* AIM OF THE EXERCISE:
Using the records that follow, copy every line containing the word "EmbeddingConfig".

DATA SUPPLIED Start Marker

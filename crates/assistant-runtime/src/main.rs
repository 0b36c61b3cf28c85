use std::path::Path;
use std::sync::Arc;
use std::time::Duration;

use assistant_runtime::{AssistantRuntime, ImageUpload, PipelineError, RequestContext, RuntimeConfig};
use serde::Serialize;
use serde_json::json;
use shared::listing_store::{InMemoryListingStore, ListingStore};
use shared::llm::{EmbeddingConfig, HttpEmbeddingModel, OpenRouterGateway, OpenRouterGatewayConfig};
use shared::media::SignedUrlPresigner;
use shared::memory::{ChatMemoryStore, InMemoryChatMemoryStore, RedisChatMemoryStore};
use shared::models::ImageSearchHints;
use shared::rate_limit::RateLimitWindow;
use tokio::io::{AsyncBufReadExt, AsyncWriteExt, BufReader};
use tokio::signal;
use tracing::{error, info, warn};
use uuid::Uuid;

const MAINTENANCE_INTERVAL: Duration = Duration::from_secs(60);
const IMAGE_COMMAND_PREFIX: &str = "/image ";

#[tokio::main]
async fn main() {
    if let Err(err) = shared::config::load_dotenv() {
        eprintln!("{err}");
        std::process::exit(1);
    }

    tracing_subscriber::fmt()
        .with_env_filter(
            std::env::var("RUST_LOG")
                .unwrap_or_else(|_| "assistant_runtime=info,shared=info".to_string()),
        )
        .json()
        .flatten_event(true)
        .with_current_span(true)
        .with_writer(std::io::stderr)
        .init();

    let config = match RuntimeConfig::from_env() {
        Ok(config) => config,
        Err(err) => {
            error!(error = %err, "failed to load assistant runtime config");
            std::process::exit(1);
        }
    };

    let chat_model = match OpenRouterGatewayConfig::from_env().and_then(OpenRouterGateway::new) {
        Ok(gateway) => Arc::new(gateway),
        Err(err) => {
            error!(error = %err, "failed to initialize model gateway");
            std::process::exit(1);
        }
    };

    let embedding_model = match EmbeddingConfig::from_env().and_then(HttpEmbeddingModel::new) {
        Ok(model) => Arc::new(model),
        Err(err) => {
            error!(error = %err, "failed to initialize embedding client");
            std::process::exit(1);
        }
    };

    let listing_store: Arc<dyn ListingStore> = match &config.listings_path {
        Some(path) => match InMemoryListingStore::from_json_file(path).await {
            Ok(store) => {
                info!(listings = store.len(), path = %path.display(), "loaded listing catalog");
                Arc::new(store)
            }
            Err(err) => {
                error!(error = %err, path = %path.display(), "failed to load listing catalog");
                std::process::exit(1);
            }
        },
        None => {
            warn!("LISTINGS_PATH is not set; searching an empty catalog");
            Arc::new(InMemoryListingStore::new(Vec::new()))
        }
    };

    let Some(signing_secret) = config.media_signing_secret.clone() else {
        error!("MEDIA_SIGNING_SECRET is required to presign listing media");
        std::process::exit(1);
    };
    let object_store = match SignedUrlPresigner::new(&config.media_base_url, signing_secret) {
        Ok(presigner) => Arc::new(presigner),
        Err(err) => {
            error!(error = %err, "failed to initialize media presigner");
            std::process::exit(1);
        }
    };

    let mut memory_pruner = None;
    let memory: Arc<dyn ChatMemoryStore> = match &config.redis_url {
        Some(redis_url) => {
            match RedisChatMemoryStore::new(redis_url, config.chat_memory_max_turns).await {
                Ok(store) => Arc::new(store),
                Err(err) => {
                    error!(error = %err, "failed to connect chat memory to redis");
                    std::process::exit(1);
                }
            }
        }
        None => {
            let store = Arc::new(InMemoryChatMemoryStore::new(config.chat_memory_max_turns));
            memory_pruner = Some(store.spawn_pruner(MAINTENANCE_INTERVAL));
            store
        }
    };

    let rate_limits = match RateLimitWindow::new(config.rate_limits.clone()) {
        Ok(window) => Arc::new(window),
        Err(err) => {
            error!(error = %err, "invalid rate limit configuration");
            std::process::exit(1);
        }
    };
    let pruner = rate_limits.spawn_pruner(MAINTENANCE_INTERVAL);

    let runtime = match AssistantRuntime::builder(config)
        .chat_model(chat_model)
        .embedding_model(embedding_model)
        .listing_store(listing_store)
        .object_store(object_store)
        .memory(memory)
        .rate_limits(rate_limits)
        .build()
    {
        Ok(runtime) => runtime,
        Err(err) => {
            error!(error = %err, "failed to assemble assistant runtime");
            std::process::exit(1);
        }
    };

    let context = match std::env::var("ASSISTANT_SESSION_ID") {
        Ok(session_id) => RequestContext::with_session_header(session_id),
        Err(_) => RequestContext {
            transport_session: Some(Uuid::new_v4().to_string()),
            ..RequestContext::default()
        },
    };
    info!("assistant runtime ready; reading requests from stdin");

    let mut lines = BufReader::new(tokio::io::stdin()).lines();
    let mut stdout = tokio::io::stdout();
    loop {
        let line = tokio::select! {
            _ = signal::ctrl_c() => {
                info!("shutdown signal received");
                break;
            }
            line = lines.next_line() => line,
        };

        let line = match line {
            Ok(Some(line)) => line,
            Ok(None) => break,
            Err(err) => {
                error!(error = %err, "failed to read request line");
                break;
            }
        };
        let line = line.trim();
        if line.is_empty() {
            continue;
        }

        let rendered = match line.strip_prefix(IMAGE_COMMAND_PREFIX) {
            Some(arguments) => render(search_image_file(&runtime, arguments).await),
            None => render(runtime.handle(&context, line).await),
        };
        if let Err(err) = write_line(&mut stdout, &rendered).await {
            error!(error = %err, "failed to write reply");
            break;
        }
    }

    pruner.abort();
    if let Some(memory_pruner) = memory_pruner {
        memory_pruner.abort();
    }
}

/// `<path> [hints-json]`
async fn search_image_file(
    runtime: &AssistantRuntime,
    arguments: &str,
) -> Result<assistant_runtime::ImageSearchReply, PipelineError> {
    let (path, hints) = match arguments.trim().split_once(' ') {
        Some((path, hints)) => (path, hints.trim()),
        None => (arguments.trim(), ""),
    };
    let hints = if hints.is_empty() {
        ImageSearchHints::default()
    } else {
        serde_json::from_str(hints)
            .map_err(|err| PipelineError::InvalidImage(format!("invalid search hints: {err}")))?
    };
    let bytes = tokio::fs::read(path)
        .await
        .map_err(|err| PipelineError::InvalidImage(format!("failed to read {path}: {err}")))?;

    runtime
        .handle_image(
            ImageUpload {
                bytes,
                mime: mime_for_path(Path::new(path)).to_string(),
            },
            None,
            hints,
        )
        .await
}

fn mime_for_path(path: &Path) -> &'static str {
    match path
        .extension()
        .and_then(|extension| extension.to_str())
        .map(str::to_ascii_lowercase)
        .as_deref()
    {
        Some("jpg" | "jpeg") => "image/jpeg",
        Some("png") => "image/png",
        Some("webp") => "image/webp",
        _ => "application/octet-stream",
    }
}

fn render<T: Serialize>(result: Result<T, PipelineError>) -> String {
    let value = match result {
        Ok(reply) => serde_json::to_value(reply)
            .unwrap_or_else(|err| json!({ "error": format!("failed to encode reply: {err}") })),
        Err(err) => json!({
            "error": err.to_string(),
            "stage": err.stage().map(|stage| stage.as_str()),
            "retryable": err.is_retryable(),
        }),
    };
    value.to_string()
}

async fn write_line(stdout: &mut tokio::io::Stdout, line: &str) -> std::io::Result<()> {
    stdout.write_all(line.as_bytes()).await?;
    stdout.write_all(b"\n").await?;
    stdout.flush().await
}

DATA SUPPLIED End Marker
DATA SUPPLIED Start Marker

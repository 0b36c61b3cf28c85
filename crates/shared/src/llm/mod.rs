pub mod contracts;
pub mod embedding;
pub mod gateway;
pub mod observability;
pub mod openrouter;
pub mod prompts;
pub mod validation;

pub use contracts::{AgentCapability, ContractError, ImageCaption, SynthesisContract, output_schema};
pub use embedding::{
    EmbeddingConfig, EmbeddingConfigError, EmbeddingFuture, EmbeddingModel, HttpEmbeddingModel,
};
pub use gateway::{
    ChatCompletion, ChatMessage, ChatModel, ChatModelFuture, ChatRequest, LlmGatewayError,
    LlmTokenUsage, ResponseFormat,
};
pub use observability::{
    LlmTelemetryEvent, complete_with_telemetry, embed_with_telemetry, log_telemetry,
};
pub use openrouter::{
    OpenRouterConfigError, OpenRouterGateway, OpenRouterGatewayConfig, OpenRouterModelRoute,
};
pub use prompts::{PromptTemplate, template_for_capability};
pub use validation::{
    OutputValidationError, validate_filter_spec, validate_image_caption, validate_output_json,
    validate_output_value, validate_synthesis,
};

DATA SUPPLIED End Marker

* RESULT:
use shared::llm::{EmbeddingConfig, HttpEmbeddingModel, OpenRouterGateway, OpenRouterGatewayConfig};
    let embedding_model = match EmbeddingConfig::from_env().and_then(HttpEmbeddingModel::new) {
    EmbeddingConfig, EmbeddingConfigError, EmbeddingFuture, EmbeddingModel, HttpEmbeddingModel,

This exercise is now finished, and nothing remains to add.